写法虽然有所不同,但本质都是一样,实现 redo/undo 的核心都是要保存执行命令那一刻,对象的当下状态。

Optimization Patterns

Dirty Flag

A set of primary data changes over time. A set of derived data is determined from this using some expensive process. A “dirty” flag tracks when the derived data is out of sync with the primary data. It is set when the primary data changes. If the flag is set when the derived data is needed, then it is reprocessed and the flag is cleared. Otherwise, the previous cached derived data is used

vue 来解释,就是 computed 的功能

const price = ref(0)
const amount = ref(0)
const totalPrice = computed(() => price * amount)

使用该模式要注意的地方

  • 每次重新计算,都要重置 dirty flag
  • derived data 维护在内存中

所以该模式实际上是拿空间换速度 trades memory for speed

Decoupling Patterns

Component

Allow a single entity to span multiple domains without coupling the domains to each other.

前端再熟悉不过,不再赘述。。。

Event Queue

A queue stores a series of notifications or requests in first-in, first-out order. Sending a notification enqueues the request and returns.

The request processor then processes items from the queue at a later time.

Requests can be handled directly or routed to interested parties. This decouples the sender from the receiver both statically and in time.

看样子很像 observer,确实很像,都是可以解耦 senderreceiver,不过区别在于 event queue 多一个 queue 用来存储堆积的 event,既然有堆积,说明事件处理的实时性不高。

作者用 push and pull 去理解 event queue,我觉得很有意思,这里就放上原文

I think of it in terms of pushing and pulling.
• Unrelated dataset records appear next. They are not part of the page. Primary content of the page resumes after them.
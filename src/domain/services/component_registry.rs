//! Component type registry
//!
//! Maps type names to factories producing fresh [`ComponentType`] values.
//! Built once at startup and shared by reference; registration after that
//! point is allowed but expected to be rare.

use std::collections::BTreeMap;
use std::sync::{PoisonError, RwLock};

use crate::domain::value_objects::{
    ComponentType, ControllerComponent, GenericComponent, RouterComponent, CONTROLLER_LABEL,
    GENERIC_LABEL, ROUTER_LABEL,
};

/// Produces a fresh component type value on every lookup
pub type ComponentFactory = Box<dyn Fn() -> ComponentType + Send + Sync>;

#[derive(Debug, Clone, thiserror::Error, PartialEq, Eq)]
pub enum RegistryError {
    #[error("component type '{name}' is already registered")]
    DuplicateRegistration { name: String },

    #[error("unknown component type '{name}'. Valid types: {}", .known.join(", "))]
    UnknownComponentType { name: String, known: Vec<String> },
}

#[derive(Default)]
pub struct ComponentRegistry {
    factories: RwLock<BTreeMap<String, ComponentFactory>>,
}

impl ComponentRegistry {
    /// Empty registry.
    pub fn new() -> Self {
        Self::default()
    }

    /// Registry holding the generic, controller and router types.
    pub fn with_builtins() -> Self {
        let registry = Self::new();
        let builtins: [(&str, ComponentFactory); 3] = [
            (
                GENERIC_LABEL,
                Box::new(|| ComponentType::Generic(GenericComponent::default())),
            ),
            (
                CONTROLLER_LABEL,
                Box::new(|| ComponentType::Controller(ControllerComponent::default())),
            ),
            (
                ROUTER_LABEL,
                Box::new(|| ComponentType::Router(RouterComponent::default())),
            ),
        ];
        {
            let mut factories = registry
                .factories
                .write()
                .unwrap_or_else(PoisonError::into_inner);
            for (name, factory) in builtins {
                factories.insert(name.to_string(), factory);
            }
        }
        registry
    }

    /// Registers a factory under `name`. Fails if the name is taken.
    pub fn register<F>(&self, name: impl Into<String>, factory: F) -> Result<(), RegistryError>
    where
        F: Fn() -> ComponentType + Send + Sync + 'static,
    {
        let name = name.into();
        // Entries are only ever inserted whole, so a poisoned map is still consistent.
        let mut factories = self
            .factories
            .write()
            .unwrap_or_else(PoisonError::into_inner);
        if factories.contains_key(&name) {
            return Err(RegistryError::DuplicateRegistration { name });
        }
        tracing::debug!(component_type = %name, "registered component type");
        factories.insert(name, Box::new(factory));
        Ok(())
    }

    /// A freshly constructed component type for `name`.
    pub fn lookup(&self, name: &str) -> Result<ComponentType, RegistryError> {
        let factories = self
            .factories
            .read()
            .unwrap_or_else(PoisonError::into_inner);
        match factories.get(name) {
            Some(factory) => Ok(factory()),
            None => Err(RegistryError::UnknownComponentType {
                name: name.to_string(),
                known: factories.keys().cloned().collect(),
            }),
        }
    }

    pub fn contains(&self, name: &str) -> bool {
        self.factories
            .read()
            .unwrap_or_else(PoisonError::into_inner)
            .contains_key(name)
    }

    /// Registered names, sorted.
    pub fn list_names(&self) -> Vec<String> {
        self.factories
            .read()
            .unwrap_or_else(PoisonError::into_inner)
            .keys()
            .cloned()
            .collect()
    }
}

impl std::fmt::Debug for ComponentRegistry {
    fn fmt(&self, f: &mut std::fmt::Formatter<'_>) -> std::fmt::Result {
        f.debug_struct("ComponentRegistry")
            .field("names", &self.list_names())
            .finish()
    }
}
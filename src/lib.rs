//! Strata - declarative reconciliation engine
//!
//! Strata keeps a persisted record of what has been applied for each
//! instance, diffs it against a desired region/host/component model and
//! applies the difference through a pluggable store.

pub mod application;
pub mod config;
pub mod domain;
pub mod error;
pub mod infrastructure;
pub mod presentation;

// Re-exports for convenience
pub use application::{
    ReconcileContext, ReconcileError, ReconcileFailure, ReconcileOptions, ReconcileResult,
    Reconciler,
};
pub use config::Config;
pub use domain::entities::{Component, Host, InstanceState, Label, Model, Region, ResourceState};
pub use domain::ports::{ModelLoader, ResourceStore, StatusStore, StoreError};
pub use domain::services::{compute_diff, ComponentRegistry, Diff};
pub use error::{StrataError, StrataResult};
pub use infrastructure::{FileStore, MemoryStore, YamlModelLoader};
You have some code A that wants another chunk B to do some work. The natural way for A to initiate that is by pushing the request to B.
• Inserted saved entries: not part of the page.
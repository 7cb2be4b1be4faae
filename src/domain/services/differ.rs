//! Differ Domain Service
//!
//! Computes the changes needed to move a current [`Model`] to a desired one.
//! Pure: no I/O, no side effects.
//!
//! Hosts are keyed by their model-wide id. Components are keyed by id within
//! their host. Deletions of a host list its components first, then the host.
//!
//! A host's region is not compared. Moving a host to another region emits no
//! change, so its persisted `regionId` keeps the old region until the host is
//! deleted and created again.

use std::collections::{BTreeMap, BTreeSet};
use std::fmt;

use serde::Serialize;

use crate::domain::entities::{
    component_resource_id, Host, Model, ResourceKind, META_COMPONENT_TYPE, META_INSTANCE_TYPE,
};
use crate::domain::value_objects::ComponentBehavior;

/// Kind of change applied to a resource
#[derive(Debug, Clone, Copy, PartialEq, Eq, Hash, Serialize)]
#[serde(rename_all = "lowercase")]
pub enum Action {
    Create,
    Update,
    Delete,
}

impl Action {
    pub fn as_str(&self) -> &'static str {
        match self {
            Action::Create => "create",
            Action::Update => "update",
            Action::Delete => "delete",
        }
    }
}

impl fmt::Display for Action {
    fn fmt(&self, f: &mut fmt::Formatter<'_>) -> fmt::Result {
        f.write_str(self.as_str())
    }
}

/// A single resource to create, update or delete
#[derive(Debug, Clone, PartialEq, Eq, Serialize)]
#[serde(rename_all = "camelCase")]
pub struct ResourceChange {
    pub id: String,
    #[serde(rename = "type")]
    pub kind: ResourceKind,
    pub region_id: String,
    pub host_id: String,
    #[serde(skip_serializing_if = "Option::is_none")]
    pub component_id: Option<String>,
    pub action: Action,
    /// Changed field names, for updates
    #[serde(skip_serializing_if = "Vec::is_empty")]
    pub changes: Vec<String>,
    #[serde(skip_serializing_if = "BTreeMap::is_empty")]
    pub old_metadata: BTreeMap<String, String>,
    #[serde(skip_serializing_if = "BTreeMap::is_empty")]
    pub new_metadata: BTreeMap<String, String>,
}

impl ResourceChange {
    fn host(host: &Host, action: Action) -> Self {
        Self {
            id: host.id.clone(),
            kind: ResourceKind::Host,
            region_id: host.region_id.clone(),
            host_id: host.id.clone(),
            component_id: None,
            action,
            changes: Vec::new(),
            old_metadata: BTreeMap::new(),
            new_metadata: BTreeMap::new(),
        }
    }

    fn component(host: &Host, component_id: &str, action: Action) -> Self {
        Self {
            id: component_resource_id(&host.id, component_id),
            kind: ResourceKind::Component,
            component_id: Some(component_id.to_string()),
            ..Self::host(host, action)
        }
    }

    fn with_old(mut self, key: &str, value: &str) -> Self {
        self.old_metadata.insert(key.to_string(), value.to_string());
        self
    }

    fn with_new(mut self, key: &str, value: &str) -> Self {
        self.new_metadata.insert(key.to_string(), value.to_string());
        self
    }

    fn with_changes(mut self, changes: Vec<String>) -> Self {
        self.changes = changes;
        self
    }
}

/// Ordered changes between two models
#[derive(Debug, Clone, Default, PartialEq, Eq, Serialize)]
#[serde(rename_all = "camelCase")]
pub struct Diff {
    pub to_create: Vec<ResourceChange>,
    pub to_update: Vec<ResourceChange>,
    pub to_delete: Vec<ResourceChange>,
}

impl Diff {
    pub fn is_empty(&self) -> bool {
        self.to_create.is_empty() && self.to_update.is_empty() && self.to_delete.is_empty()
    }

    pub fn total(&self) -> usize {
        self.to_create.len() + self.to_update.len() + self.to_delete.len()
    }

    /// Distinct resource ids touched by any change.
    pub fn changed_ids(&self) -> BTreeSet<&str> {
        self.changes().map(|c| c.id.as_str()).collect()
    }

    /// All changes in apply order: creates, updates, deletes.
    pub fn changes(&self) -> impl Iterator<Item = &ResourceChange> {
        self.to_create
            .iter()
            .chain(self.to_update.iter())
            .chain(self.to_delete.iter())
    }

    fn extend(&mut self, other: Diff) {
        self.to_create.extend(other.to_create);
        self.to_update.extend(other.to_update);
        self.to_delete.extend(other.to_delete);
    }
}

/// Compute the changes that turn `current` into `desired`.
pub fn compute_diff(desired: &Model, current: &Model) -> Diff {
    let desired_hosts = collect_hosts(desired);
    let current_hosts = collect_hosts(current);

    let mut diff = Diff::default();

    for (id, desired_host) in &desired_hosts {
        match current_hosts.get(id) {
            None => {
                diff.to_create.push(
                    ResourceChange::host(desired_host, Action::Create)
                        .with_new(META_INSTANCE_TYPE, &desired_host.instance_type),
                );
                for (component_id, component) in &desired_host.components {
                    diff.to_create.push(
                        ResourceChange::component(desired_host, component_id, Action::Create)
                            .with_new(META_COMPONENT_TYPE, component.component_type.label()),
                    );
                }
            }
            Some(current_host) => {
                let changes = detect_host_changes(desired_host, current_host);
                if !changes.is_empty() {
                    diff.to_update.push(
                        ResourceChange::host(desired_host, Action::Update)
                            .with_changes(changes)
                            .with_old(META_INSTANCE_TYPE, &current_host.instance_type)
                            .with_new(META_INSTANCE_TYPE, &desired_host.instance_type),
                    );
                }
                diff.extend(compute_component_diff(desired_host, current_host));
            }
        }
    }

    for (id, current_host) in &current_hosts {
        if desired_hosts.contains_key(id) {
            continue;
        }
        for component_id in current_host.components.keys() {
            diff.to_delete.push(ResourceChange::component(
                current_host,
                component_id,
                Action::Delete,
            ));
        }
        diff.to_delete
            .push(ResourceChange::host(current_host, Action::Delete));
    }

    diff
}

/// Names of host attributes that differ.
fn detect_host_changes(desired: &Host, current: &Host) -> Vec<String> {
    let mut changes = Vec::new();
    if desired.instance_type != current.instance_type {
        changes.push(META_INSTANCE_TYPE.to_string());
    }
    changes
}

fn compute_component_diff(desired_host: &Host, current_host: &Host) -> Diff {
    let mut diff = Diff::default();

    for (component_id, desired) in &desired_host.components {
        let desired_label = desired.component_type.label();
        match current_host.components.get(component_id) {
            None => diff.to_create.push(
                ResourceChange::component(desired_host, component_id, Action::Create)
                    .with_new(META_COMPONENT_TYPE, desired_label),
            ),
            Some(current) => {
                let current_label = current.component_type.label();
                // A changed shape is updated in place, never replaced.
                if desired_label != current_label {
                    diff.to_update.push(
                        ResourceChange::component(desired_host, component_id, Action::Update)
                            .with_changes(vec![META_COMPONENT_TYPE.to_string()])
                            .with_old(META_COMPONENT_TYPE, current_label)
                            .with_new(META_COMPONENT_TYPE, desired_label),
                    );
                }
            }
        }
    }

    for component_id in current_host.components.keys() {
        if !desired_host.components.contains_key(component_id) {
            diff.to_delete.push(ResourceChange::component(
                current_host,
                component_id,
                Action::Delete,
            ));
        }
    }

    diff
}

fn collect_hosts(model: &Model) -> BTreeMap<&str, &Host> {
    model.hosts().map(|h| (h.id.as_str(), h)).collect()
}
Meanwhile, the natural way for B to process that request is by pulling it in at a convenient time in its run cycle. When you have a push model on one end and a pull model on the other, you need a buffer between them. That’s what a queue provides that simpler decoupling patterns don’t.

Queues give control to the code that pulls from it — the receiver can delay processing, aggregate requests, or discard them entirely. But queues do this by taking control away from the sender. All the sender can do is throw a request on the queue and hope for the best. This makes queues a poor fit when the sender needs a response.
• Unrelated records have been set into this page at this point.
//! Domain Value Objects

mod component_type;

pub use component_type::{
    ComponentBehavior, ComponentContext, ComponentType, ControllerComponent, GenericComponent,
    RouterComponent, RouterMode, Startable, CONTROLLER_LABEL, GENERIC_LABEL, ROUTER_LABEL,
};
说白了,sender 的请求,receiver 不一定会响应,这个在前端肯定深有体会,经常出现的页面卡住、点不动等。

Service Locator

Provide a global point of access to a service without coupling users to the concrete class that implements it

对于前端而言,或许叫作 dependency inject 更方便理解。不同于 singleton(我们明确知道全局存在这么一个实例),service locator 隐藏了服务使用方和服务提供方的联系

  • 提供服务的人,通过 service locator 先注册
  • 使用服务的人,通过 service locator 获取服务
// app.ts
provide('$message', { success, error, warn, loading })

// download.vue
setup() {
  const message = inject('$message')
  message.success('下载成功')
}

使用这种模式,要注意2点

  • 服务不一定存在,即 inject('$message') 可能为空

  • 服务提供商不知道谁在使用该服务,这就意味着服务必须能在任何环境中正确执行

Summary

本文所总结的几个模式虽然仅仅是书中的一部分,不过也是前端开发中经常用到的。还有一部分没有提及,主要是因为我在读英文版的时候,总感觉有点晦涩,大概是因为对游戏开发不是很懂以及对 c++ 的不熟悉导致的,所以有一部分内容我就跳过了。但不可否认的是,这本书写的还不错,属于那种常看常新的类型,而且设计模式这种东西本身也比较虚,个人觉得还是要有足够的开发经验再去看设计模式才能有更切身的理解。所以跳过的部分待以后再重新拾起来温故知新吧。